Par / 21 octobre 2009

Monsieur le président, madame la secrétaire d’état, mes chers collègues, voilà un an, était publié, au Sénat, un rapport d’information sur l’accueil des jeunes enfants, issu des travaux du groupe de réflexion conduit par Mme Papon et M. Martin, et auquel j’avais participé.

Ce rapport, dont j’avais alors dénoncé les conclusions, ainsi qu’une partie du constat qu’il dressait, préconisait la création de « jardins d’éveil » et, de fait, la fin de la scolarisation des enfants de deux ans. Cette proposition était dans l’air du temps, puisque, quelques mois plus tôt, Mme Michèle Tabarot, député UMP, proposait, elle aussi, de créer une nouvelle structure, « le jardin d’éveil ».

Ces deux rapports ont donc apporté de l’eau au moulin du ministre Xavier Darcos, hostile à la scolarisation des enfants de deux ans. Ses propos sur les enseignants des écoles maternelles avaient traduit, outre le mépris (Mme la secrétaire d’État fait un signe de dénégation), une profonde méconnaissance du travail de ceux-ci. Pourtant, lors de la visite d’une classe de très petite section de l’école maternelle Grésillons située à Gennevilliers, notre groupe de réflexion avait été le témoin privilégié du travail formidable et passionnant qu’ils réalisent. Malheureusement, ces classes se raréfient du fait de la diminution constante, depuis 2000, de la scolarisation des enfants de deux ans.

C’est dans ce contexte que s’inscrit la décision du Gouvernement d’expérimenter 8 000 places en « jardins d’éveil » payants à destination des 2-3 ans, avec l’objectif de créer au moins 200 000 offres de garde supplémentaires d’ici à 2012, un objectif qui ne cesse d’ailleurs d’être revu à la baisse, puisque vous aviez annoncé, en 2008, madame la secrétaire d’État, 350 000 places d’ici à 2012. Entre-temps, la promesse de campagne de Nicolas Sarkozy de garantir aux parents, d’ici à la fin de son quinquennat, un « droit de garde opposable » est passée à la trappe !

Pour justifier la création de cette nouvelle structure, vous parlez d’une « diversification des solutions d’accueil ». Pourtant, celles-ci ne manquent pas : accueil individuel chez les assistantes maternelles, accueil collectif en établissements, avec les crèches traditionnelles, parentales ou de personnel, les haltes-garderies, les jardins d’enfants, les établissements multi-accueil, les crèches familiales, les micro-crèches même, créées à titre expérimental en 2007 dans les zones rurales et pour lesquelles vous avez assoupli les règles d’encadrement en matière de personnel !
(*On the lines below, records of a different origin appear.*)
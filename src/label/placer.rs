// src/label/placer.rs
//! Вычисление якорей подписей.
//!
//! Для каждой страны с территорией: сетка занятости над её ограничивающим
//! прямоугольником, наибольший вписанный прямоугольник, центр прямоугольника
//! в координатах растра — это и есть якорь. Работа по странам независима,
//! поэтому есть два режима: пакетный кооперативный ([`AnchorJob`]) с точкой
//! уступки каждые несколько стран, чтобы не замораживать цикл
//! взаимодействия, и одномоментный параллельный ([`compute_all`]) для
//! нативных сборок.
//!
//! Каждая задача несёт порядковый номер пересчёта: результат применяется
//! только если за время работы не случилось новой мутации владения —
//! устаревший результат молча отбрасывается, это не ошибка.

#[cfg(feature = "parallel")]
use rayon::prelude::*;

use crate::country::{CountryTable, OwnershipMap};
use crate::label::grid::OccupancyGrid;
use crate::label::rect::largest_rect;
use crate::label::LabelAnchor;
use crate::political::CountryStats;
use crate::province::ProvinceIndex;

/// Сколько стран обрабатывается между точками уступки.
pub const DEFAULT_BATCH: usize = 8;

/// Якорь одной страны; `None`, если страна без территории или её
/// прямоугольник вырожден.
#[must_use]
pub fn anchor_for(
    index: &ProvinceIndex,
    ownership: &OwnershipMap,
    countries: &CountryTable,
    ordinal: usize,
    stats: &CountryStats,
) -> Option<LabelAnchor> {
    let bbox = stats.bbox()?;
    let country = countries.by_ordinal(ordinal)?;
    let grid = OccupancyGrid::build(index, ownership, &country.id, bbox)?;
    let rect = largest_rect(grid.cols, grid.rows, &grid.cells)?;

    // центр прямоугольника обратно в координаты растра
    let (_, _, max_x, max_y) = bbox;
    let x = (grid.origin.0 + (rect.col as u32) * grid.cell
        + ((rect.w as u32) * grid.cell) / 2)
        .min(max_x);
    let y = (grid.origin.1 + (rect.row as u32) * grid.cell
        + ((rect.h as u32) * grid.cell) / 2)
        .min(max_y);

    Some(LabelAnchor {
        country: ordinal,
        x,
        y,
    })
}

/// Пакетная задача вычисления якорей для всех стран.
#[derive(Debug)]
pub struct AnchorJob {
    seq: u64,
    cursor: usize,
    total: usize,
    anchors: Vec<LabelAnchor>,
}

impl AnchorJob {
    #[must_use]
    pub fn new(seq: u64, total: usize) -> Self {
        Self {
            seq,
            cursor: 0,
            total,
            anchors: Vec::new(),
        }
    }

    /// Номер пересчёта, под который создана задача.
    #[must_use]
    pub fn seq(&self) -> u64 {
        self.seq
    }

    #[must_use]
    pub fn is_done(&self) -> bool {
        self.cursor >= self.total
    }

    /// Продвигает задачу не более чем на `batch` стран.
    /// Возвращает `true`, когда вся работа завершена.
    pub fn step(
        &mut self,
        batch: usize,
        index: &ProvinceIndex,
        ownership: &OwnershipMap,
        countries: &CountryTable,
        stats: &[CountryStats],
    ) -> bool {
        let end = (self.cursor + batch.max(1)).min(self.total);
        for ordinal in self.cursor..end {
            if let Some(anchor) = anchor_for(index, ownership, countries, ordinal, &stats[ordinal])
            {
                self.anchors.push(anchor);
            }
        }
        self.cursor = end;
        self.is_done()
    }

    /// Готовые якоря; имеет смысл только после завершения.
    #[must_use]
    pub fn into_anchors(self) -> Vec<LabelAnchor> {
        self.anchors
    }
}

/// Одномоментное вычисление якорей всех стран на пуле потоков.
#[cfg(feature = "parallel")]
#[must_use]
pub fn compute_all(
    index: &ProvinceIndex,
    ownership: &OwnershipMap,
    countries: &CountryTable,
    stats: &[CountryStats],
) -> Vec<LabelAnchor> {
    (0..countries.len())
        .into_par_iter()
        .filter_map(|ordinal| anchor_for(index, ownership, countries, ordinal, &stats[ordinal]))
        .collect()
}

#[cfg(test)]
mod tests {
    use super::*;
    use crate::country::CountryDef;
    use crate::raster::PixelRaster;
    use crate::province::ProvinceDef;

    /// 60×60: провинция "a" занимает левые 30 столбцов, страна red владеет ею.
    fn fixture() -> (ProvinceIndex, OwnershipMap, CountryTable, Vec<CountryStats>) {
        let mut base = PixelRaster::new(60, 60);
        for y in 0..60 {
            for x in 0..60 {
                let color = if x < 30 { [10, 0, 0, 255] } else { [0, 20, 0, 255] };
                base.set(x, y, color);
            }
        }
        let defs = vec![
            ProvinceDef {
                r: 10,
                g: 0,
                b: 0,
                id: "a".to_string(),
                name: "A".to_string(),
            },
            ProvinceDef {
                r: 0,
                g: 20,
                b: 0,
                id: "b".to_string(),
                name: "B".to_string(),
            },
        ];
        let index = ProvinceIndex::build(&defs, base).unwrap();
        let countries = CountryTable::from_defs(&[
            CountryDef {
                id: "red".to_string(),
                name: "Redland".to_string(),
                color: "#c80000".to_string(),
            },
            CountryDef {
                id: "blue".to_string(),
                name: "Bluemark".to_string(),
                color: "#0000c8".to_string(),
            },
        ])
        .unwrap();
        let mut ownership = OwnershipMap::default();
        ownership.assign(&index, &countries, "a", "red").unwrap();

        let view = crate::political::render_political(&index, &ownership, &countries);
        (index, ownership, countries, view.stats)
    }

    #[test]
    fn anchor_lands_inside_territory() {
        let (index, ownership, countries, stats) = fixture();
        let anchor = anchor_for(&index, &ownership, &countries, 0, &stats[0]).unwrap();
        // якорь внутри левой половины, принадлежащей стране
        assert!(anchor.x < 30);
        assert!(anchor.y < 60);
        let province = index
            .province_at(i64::from(anchor.x), i64::from(anchor.y))
            .unwrap();
        assert_eq!(ownership.owner_of(&province.id), Some(&"red".to_string()));
    }

    #[test]
    fn landless_country_has_no_anchor() {
        let (index, ownership, countries, stats) = fixture();
        assert!(anchor_for(&index, &ownership, &countries, 1, &stats[1]).is_none());
    }

    #[test]
    fn job_steps_to_completion() {
        let (index, ownership, countries, stats) = fixture();
        let mut job = AnchorJob::new(7, countries.len());
        assert_eq!(job.seq(), 7);
        assert!(!job.is_done());
        // батч размером 1: две страны — два шага
        assert!(!job.step(1, &index, &ownership, &countries, &stats));
        assert!(job.step(1, &index, &ownership, &countries, &stats));
        let anchors = job.into_anchors();
        assert_eq!(anchors.len(), 1);
        assert_eq!(anchors[0].country, 0);
    }

    #[cfg(feature = "parallel")]
    #[test]
    fn compute_all_matches_job() {
        let (index, ownership, countries, stats) = fixture();
        let mut job = AnchorJob::new(0, countries.len());
        while !job.step(DEFAULT_BATCH, &index, &ownership, &countries, &stats) {}
        let mut sequential = job.into_anchors();
        let mut parallel = compute_all(&index, &ownership, &countries, &stats);
        sequential.sort_unstable_by_key(|a| a.country);
        parallel.sort_unstable_by_key(|a| a.country);
        assert_eq!(sequential, parallel);
    }
}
On ne peut donc pas parler de « pauvreté » en termes de structures d’accueil. Non, ce qui fait défaut, c’est bel et bien le nombre de places offertes : 200 000 à 400 000 selon les estimations ! L’objectif des 75 000 places nouvellement créées entre 2000 et 2007 n’a pas été atteint ; seules 32 280 places seront créées d’ici à 2011.

De plus, au regard des structures déjà existantes, je m’inquiète du fait que le jardin d’éveil ne remplira que des conditions a minima au niveau de l’encadrement, alors que l’amplitude horaire sera semblable à celle d’un établissement d’accueil du jeune enfant.

En effet, le taux d’encadrement défini est flou, mentionnant « une fourchette de 8 à 12 enfants pour un adulte, selon les moments de la journée et les coopérations possibles avec d’autres structures d’accueil ». Soit seulement 2 adultes pour 24 enfants ! Dans les crèches, le ratio est de 1 adulte pour 5 enfants qui ne marchent pas et de 1 adulte pour 8 enfants qui marchent.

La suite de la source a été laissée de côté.